Yeni Desalinasyon Methodu, Tuzlu Su Arıtımında Düşük Enerjili Alternatif Sunuyor

Yeni Desalinasyon Methodu Tuzlu Su Arıtımında Düşük Enerjili Alternatif Sunuyor

Fotoğraf : Rezervuar içindeki besleme çözeltisi pompa kullanılarak akış hücresinin, biri tuzu giderilmiş diğeri derişik iki girişine ayrı ayrı beslendi. Bu akış hücresine, güç kaynağı kullanılarak kablolar boyunca elektriksel akım uygulanarak sağlanıyor (fotoğrafta gösterilmemiş).  Herbir çıkıştaki, bilgisayarla izlenen akış  iletkenlik ölçer kullanılarak deşarjın (çıkıştaki akış) iletkenliği ölçüldü.

İhtiyaç duyanlara daha güvenli içme suyu sağlanması biraz daha kolay olabilir. Penn State araştırmacılarına göre, yeni desalinasyon tekniği önceki methodlardan daha az enerji kullanarak tuzu sudan ayırabiliyor.

Evan Pugh Professor ve Çevre Mühendisliği Stan and Flora Kappe Professor olan Bruce Logan ‘’Dünyada tatlı suya ulaşım azlığı var. Kullanılan sular, tuzdan ya da diğer kirliliklerden dolayı daha çok bozulmuş durumda, bu yüzden azalan optimal su kaynaklarına  artan bir ihtiyaç olduğunu görüyoruz’’ açıklamasında bulundu.
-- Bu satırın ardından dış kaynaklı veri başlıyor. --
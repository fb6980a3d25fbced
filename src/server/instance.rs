use crate::config::{LaunchSpec, ServerProperties};
use crate::server::{ProcessSupervisor, ServerId};
use std::path::{Path, PathBuf};
use tokio::sync::{Mutex, MutexGuard};

/// One managed server: identity, root directory, settings and process.
///
/// Settings and process live behind a single async mutex. Every operation
/// holds the guard from its state check until its action completes, so two
/// operations on the same server never interleave.
pub struct ServerInstance {
    id: ServerId,
    display_name: String,
    root_directory: PathBuf,
    state: Mutex<InstanceState>,
}

/// Mutable part of a [`ServerInstance`], reachable through [`ServerInstance::lock`].
pub struct InstanceState {
    pub properties: ServerProperties,
    pub supervisor: ProcessSupervisor,
}

impl ServerInstance {
    /// Create an instance rooted at `<server_directory>/<server_id>`.
    pub fn new(properties: ServerProperties, server_directory: &Path) -> Self {
        let root = server_directory.join(properties.server_id.to_string());
        Self::with_root(properties, root)
    }

    /// Create an instance with an explicit root directory.
    pub fn with_root(properties: ServerProperties, root_directory: impl Into<PathBuf>) -> Self {
        let supervisor = ProcessSupervisor::new(properties.display_name.clone());
        Self {
            id: properties.server_id,
            display_name: properties.display_name.clone(),
            root_directory: root_directory.into(),
            state: Mutex::new(InstanceState {
                properties,
                supervisor,
            }),
        }
    }

    pub fn id(&self) -> ServerId {
        self.id
    }

    pub fn display_name(&self) -> &str {
        &self.display_name
    }

    /// Directory owned exclusively by this instance.
    pub fn root_directory(&self) -> &Path {
        &self.root_directory
    }

    /// Acquire exclusive access to settings and process.
    pub async fn lock(&self) -> MutexGuard<'_, InstanceState> {
        self.state.lock().await
    }
}

impl InstanceState {
    /// Location of the configured artifact inside `root`.
    pub fn artifact_path(&self, root: &Path) -> PathBuf {
        root.join(&self.properties.jar_file)
    }

    pub fn launch_spec(&self, root: &Path) -> LaunchSpec {
        self.properties.launch_spec(root)
    }
}

impl std::fmt::Debug for ServerInstance {
    fn fmt(&self, f: &mut std::fmt::Formatter<'_>) -> std::fmt::Result {
        f.debug_struct("ServerInstance")
            .field("id", &self.id)
            .field("display_name", &self.display_name)
            .field("root_directory", &self.root_directory)
            .finish_non_exhaustive()
    }
}
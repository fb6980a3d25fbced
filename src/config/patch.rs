//! Name-indexed updates of [`ServerProperties`].
//!
//! Settings are addressed by their JSON name (`jarFile`, `maxMemory`, ...) and
//! supplied as text. Each patch produces a whole new record which replaces the
//! old one only if conversion and validation both succeed.

use crate::config::parser::{ServerProperties, ServerType};
use crate::config::validator::{is_plain_file_name, validate_server_properties};
use crate::error::{Error, Result};
use std::fmt;

/// Setting names that identify a server and are never patchable.
pub const PROTECTED_SETTINGS: [&str; 3] = ["id", "serverId", "displayName"];

/// A mutable field of [`ServerProperties`].
#[derive(Debug, Clone, Copy, PartialEq, Eq, Hash)]
pub enum Setting {
    JarFile,
    JarEntryName,
    ServerType,
    Executable,
    MinMemory,
    MaxMemory,
    Port,
    AutoStart,
    StopTimeout,
}

impl Setting {
    /// Every patchable setting.
    pub const ALL: [Setting; 9] = [
        Setting::JarFile,
        Setting::JarEntryName,
        Setting::ServerType,
        Setting::Executable,
        Setting::MinMemory,
        Setting::MaxMemory,
        Setting::Port,
        Setting::AutoStart,
        Setting::StopTimeout,
    ];

    /// Name of the setting as it appears in serialized properties.
    pub fn name(self) -> &'static str {
        match self {
            Setting::JarFile => "jarFile",
            Setting::JarEntryName => "jarEntryName",
            Setting::ServerType => "type",
            Setting::Executable => "executable",
            Setting::MinMemory => "minMemory",
            Setting::MaxMemory => "maxMemory",
            Setting::Port => "port",
            Setting::AutoStart => "autoStart",
            Setting::StopTimeout => "stopTimeout",
        }
    }

    fn expected(self) -> &'static str {
        match self {
            Setting::JarFile => "a plain file name",
            Setting::JarEntryName | Setting::Executable => "text",
            Setting::ServerType => "one of minecraft, bukkit, custom",
            Setting::MinMemory | Setting::MaxMemory => "a size in MiB",
            Setting::Port => "a port number or empty",
            Setting::AutoStart => "true or false",
            Setting::StopTimeout => "a number of seconds",
        }
    }

    /// Resolve a setting by name.
    ///
    /// Identity fields are reported as `ProtectedSetting`, anything else that
    /// is not a known setting as `UnknownSetting`.
    pub fn lookup(key: &str) -> Result<Setting> {
        if let Some(setting) = Self::ALL.iter().find(|s| s.name() == key) {
            return Ok(*setting);
        }
        if PROTECTED_SETTINGS.contains(&key) {
            return Err(Error::ProtectedSetting(key.to_string()));
        }
        Err(Error::UnknownSetting(key.to_string()))
    }

    fn mismatch(self, raw: &str) -> Error {
        Error::TypeMismatch {
            key: self.name().to_string(),
            value: raw.to_string(),
            expected: self.expected().to_string(),
        }
    }

    /// Convert `raw` and write it into `props`.
    ///
    /// `props` is only written once the conversion has succeeded.
    fn apply(self, props: &mut ServerProperties, raw: &str) -> Result<()> {
        let trimmed = raw.trim();
        match self {
            Setting::JarFile => {
                if !is_plain_file_name(trimmed) {
                    return Err(self.mismatch(raw));
                }
                props.jar_file = trimmed.to_string();
            }
            Setting::JarEntryName => {
                props.jar_entry_name = (!trimmed.is_empty()).then(|| trimmed.to_string());
            }
            Setting::ServerType => {
                props.server_type = trimmed
                    .parse::<ServerType>()
                    .map_err(|_| self.mismatch(raw))?;
            }
            Setting::Executable => {
                if trimmed.is_empty() {
                    return Err(self.mismatch(raw));
                }
                props.executable = trimmed.to_string();
            }
            Setting::MinMemory => {
                props.min_memory = trimmed.parse().map_err(|_| self.mismatch(raw))?;
            }
            Setting::MaxMemory => {
                props.max_memory = trimmed.parse().map_err(|_| self.mismatch(raw))?;
            }
            Setting::Port => {
                props.port = if trimmed.is_empty() {
                    None
                } else {
                    Some(trimmed.parse().map_err(|_| self.mismatch(raw))?)
                };
            }
            Setting::AutoStart => {
                props.auto_start = trimmed
                    .to_ascii_lowercase()
                    .parse()
                    .map_err(|_| self.mismatch(raw))?;
            }
            Setting::StopTimeout => {
                props.stop_timeout = trimmed.parse().map_err(|_| self.mismatch(raw))?;
            }
        }
        Ok(())
    }

    /// Current value of this setting rendered as text.
    pub fn value_of(self, props: &ServerProperties) -> String {
        match self {
            Setting::JarFile => props.jar_file.clone(),
            Setting::JarEntryName => props.jar_entry_name.clone().unwrap_or_default(),
            Setting::ServerType => props.server_type.to_string(),
            Setting::Executable => props.executable.clone(),
            Setting::MinMemory => props.min_memory.to_string(),
            Setting::MaxMemory => props.max_memory.to_string(),
            Setting::Port => props.port.map(|p| p.to_string()).unwrap_or_default(),
            Setting::AutoStart => props.auto_start.to_string(),
            Setting::StopTimeout => props.stop_timeout.to_string(),
        }
    }
}

impl fmt::Display for Setting {
    fn fmt(&self, f: &mut fmt::Formatter<'_>) -> fmt::Result {
        f.write_str(self.name())
    }
}

impl ServerProperties {
    /// Return a copy of these properties with one setting changed.
    ///
    /// The identity fields of the result are always those of `self`.
    pub fn patched(&self, key: &str, raw: &str) -> Result<ServerProperties> {
        let setting = Setting::lookup(key)?;
        let mut next = self.clone();
        setting.apply(&mut next, raw)?;

        next.server_id = self.server_id;
        next.display_name.clone_from(&self.display_name);

        validate_server_properties(&next)?;
        Ok(next)
    }

    /// Change one setting in place. On error `self` is left untouched.
    pub fn apply_patch(&mut self, key: &str, raw: &str) -> Result<Setting> {
        let setting = Setting::lookup(key)?;
        *self = self.patched(key, raw)?;
        Ok(setting)
    }
}
//! Artifact provisioning for Fleet Runner.
//!
//! The [`AssetProvisioner`] makes sure the artifact for a `(kind, version)`
//! pair is present in a fleet-wide cache and installs cached artifacts into
//! server root directories.
//!
//! # Examples
//!
//! ```no_run
//! use fleet_runner::config::ServerType;
//! use fleet_runner::provision::{AssetProvisioner, LocalMirrorCatalog};
//! use std::path::Path;
//! use std::sync::Arc;
//!
//! # async fn run() -> fleet_runner::Result<()> {
//! let catalog = Arc::new(LocalMirrorCatalog::new("/srv/mirror"));
//! let provisioner = AssetProvisioner::new(catalog, "/srv/jars");
//!
//! let cached = provisioner.ensure(ServerType::Minecraft, "1.20.1").await?;
//! provisioner
//!     .install(&cached, Path::new("/srv/servers/alpha"), "server.jar")
//!     .await?;
//! # Ok(())
//! # }
//! ```
mod catalog;
mod install;

pub use catalog::{ArtifactCatalog, CatalogEntry, LocalMirrorCatalog};
pub(crate) use install::is_regular_file;

use crate::config::ServerType;
use crate::error::{Error, Result};
use std::collections::HashMap;
use std::path::{Path, PathBuf};
use std::sync::{Arc, Mutex};

type CacheKey = (ServerType, String);

/// Cache-first artifact provisioning shared by the whole fleet.
pub struct AssetProvisioner {
    catalog: Arc<dyn ArtifactCatalog>,
    cache_dir: PathBuf,
    /// One lock per cache key; holders download, waiters then hit the cache
    in_flight: Mutex<HashMap<CacheKey, Arc<tokio::sync::Mutex<()>>>>,
}

impl AssetProvisioner {
    pub fn new(catalog: Arc<dyn ArtifactCatalog>, cache_dir: impl Into<PathBuf>) -> Self {
        Self {
            catalog,
            cache_dir: cache_dir.into(),
            in_flight: Mutex::new(HashMap::new()),
        }
    }

    /// Whether the underlying catalog can serve requests.
    pub fn is_ready(&self) -> bool {
        self.catalog.is_ready()
    }

    pub fn cache_dir(&self) -> &Path {
        &self.cache_dir
    }

    /// Path of the cached artifact for `(kind, version)`.
    pub fn cache_path(&self, kind: ServerType, version: &str) -> PathBuf {
        self.cache_dir
            .join(format!("{}.{}.jar", kind.artifact_prefix(), version))
    }

    fn key_lock(&self, kind: ServerType, version: &str) -> Result<Arc<tokio::sync::Mutex<()>>> {
        let mut in_flight = self
            .in_flight
            .lock()
            .map_err(|_| Error::Other("Failed to lock in-flight downloads".to_string()))?;
        Ok(Arc::clone(
            in_flight
                .entry((kind, version.to_string()))
                .or_default(),
        ))
    }

    /// Make sure the artifact for `(kind, version)` is cached and return its path.
    ///
    /// Concurrent calls for the same key share one download: the first caller
    /// fetches while the others wait and then find the cached file.
    ///
    /// # Errors
    ///
    /// * `UnsupportedKind` if artifacts of `kind` cannot be provisioned
    /// * `InvalidVersion` if the catalog does not know `version`
    /// * `DownloadFailed` if fetching or verification fails; nothing is cached then
    #[tracing::instrument(skip(self))]
    pub async fn ensure(&self, kind: ServerType, version: &str) -> Result<PathBuf> {
        if !kind.supports_update() {
            tracing::warn!("Artifact kind cannot be provisioned");
            return Err(Error::UnsupportedKind(kind.to_string()));
        }

        // Versions become part of a file name
        if version.is_empty() || version.contains(['/', '\\']) || version.contains("..") {
            return Err(Error::InvalidVersion(version.to_string()));
        }

        let entry = self.catalog.resolve(kind, version).await?.ok_or_else(|| {
            tracing::warn!("Version not found in catalog");
            Error::InvalidVersion(version.to_string())
        })?;

        let key_lock = self.key_lock(kind, version)?;
        let result = {
            let _guard = key_lock.lock().await;
            self.fetch_into_cache(kind, version, &entry).await
        };
        self.release_key(kind, version, key_lock);
        result
    }

    /// Drop the lock for a key once nobody else holds or awaits it.
    fn release_key(&self, kind: ServerType, version: &str, key_lock: Arc<tokio::sync::Mutex<()>>) {
        let Ok(mut in_flight) = self.in_flight.lock() else {
            return;
        };
        let key = (kind, version.to_string());
        // the map and `key_lock` itself
        if Arc::strong_count(&key_lock) == 2 {
            in_flight.remove(&key);
        }
    }

    /// Number of keys that currently have a download lock.
    pub fn in_flight_keys(&self) -> usize {
        self.in_flight.lock().map(|m| m.len()).unwrap_or(0)
    }

    async fn fetch_into_cache(
        &self,
        kind: ServerType,
        version: &str,
        entry: &CatalogEntry,
    ) -> Result<PathBuf> {
        let target = self.cache_path(kind, version);
        if install::is_regular_file(&target).await {
            tracing::debug!(path = %target.display(), "Artifact cache hit");
            return Ok(target);
        }

        tracing::info!(location = %entry.location, "Downloading artifact");
        self.download(entry, &target).await.map_err(|e| {
            tracing::error!(error = %e, "Artifact download failed");
            e
        })?;

        tracing::info!(path = %target.display(), "Artifact cached");
        Ok(target)
    }

    async fn download(&self, entry: &CatalogEntry, target: &Path) -> Result<()> {
        let fail = |e: std::io::Error| Error::DownloadFailed(e.to_string());

        tokio::fs::create_dir_all(&self.cache_dir).await.map_err(fail)?;

        // Removed on drop unless persisted
        let staging = tempfile::Builder::new()
            .prefix(".download-")
            .suffix(".part")
            .tempfile_in(&self.cache_dir)
            .map_err(fail)?
            .into_temp_path();

        self.catalog.download(entry, &staging).await.map_err(|e| match e {
            Error::DownloadFailed(_) => e,
            other => Error::DownloadFailed(other.to_string()),
        })?;

        let staged_path = staging.to_path_buf();
        let expected = entry.sha256.clone();
        tokio::task::spawn_blocking(move || {
            install::verify_artifact(&staged_path, expected.as_deref())
        })
        .await
        .map_err(|e| Error::Other(format!("Verification task failed: {}", e)))??;

        staging
            .persist(target)
            .map_err(|e| Error::DownloadFailed(e.to_string()))
    }

    /// Place a cached artifact into `root_directory` as `file_name`.
    ///
    /// An existing file is replaced only after the new copy is fully written.
    #[tracing::instrument(skip(self))]
    pub async fn install(
        &self,
        artifact: &Path,
        root_directory: &Path,
        file_name: &str,
    ) -> Result<PathBuf> {
        let artifact = artifact.to_path_buf();
        let root = root_directory.to_path_buf();
        let file_name = file_name.to_string();

        let target = tokio::task::spawn_blocking(move || {
            install::install_artifact(&artifact, &root, &file_name)
        })
        .await
        .map_err(|e| Error::InstallFailed(format!("Install task failed: {}", e)))?
        .map_err(|e| {
            tracing::error!(error = %e, "Artifact install failed");
            e
        })?;

        tracing::info!(target = %target.display(), "Artifact installed");
        Ok(target)
    }
}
Bu problemin üstesinden gelmek için Logan ve iş arkadaşları, çevre mühendisliği asistan profesörü Christopher Gorski ve çevre mühendisliği doktora sonrası bilim insanı Taeyoung Kim, pil elektrodu deiyonizasyonu (battery electrode deionization – BDI) denilen desalinasyon methodunu ortaya attılar. BDI, rejenerasyon aşamasını ortadan kaldırarak ve işlemi tamamlamak için gereken voltajı düşürerek standart kapasitif deiyonizasyon (CDI) tekniklerini geliştiriyor.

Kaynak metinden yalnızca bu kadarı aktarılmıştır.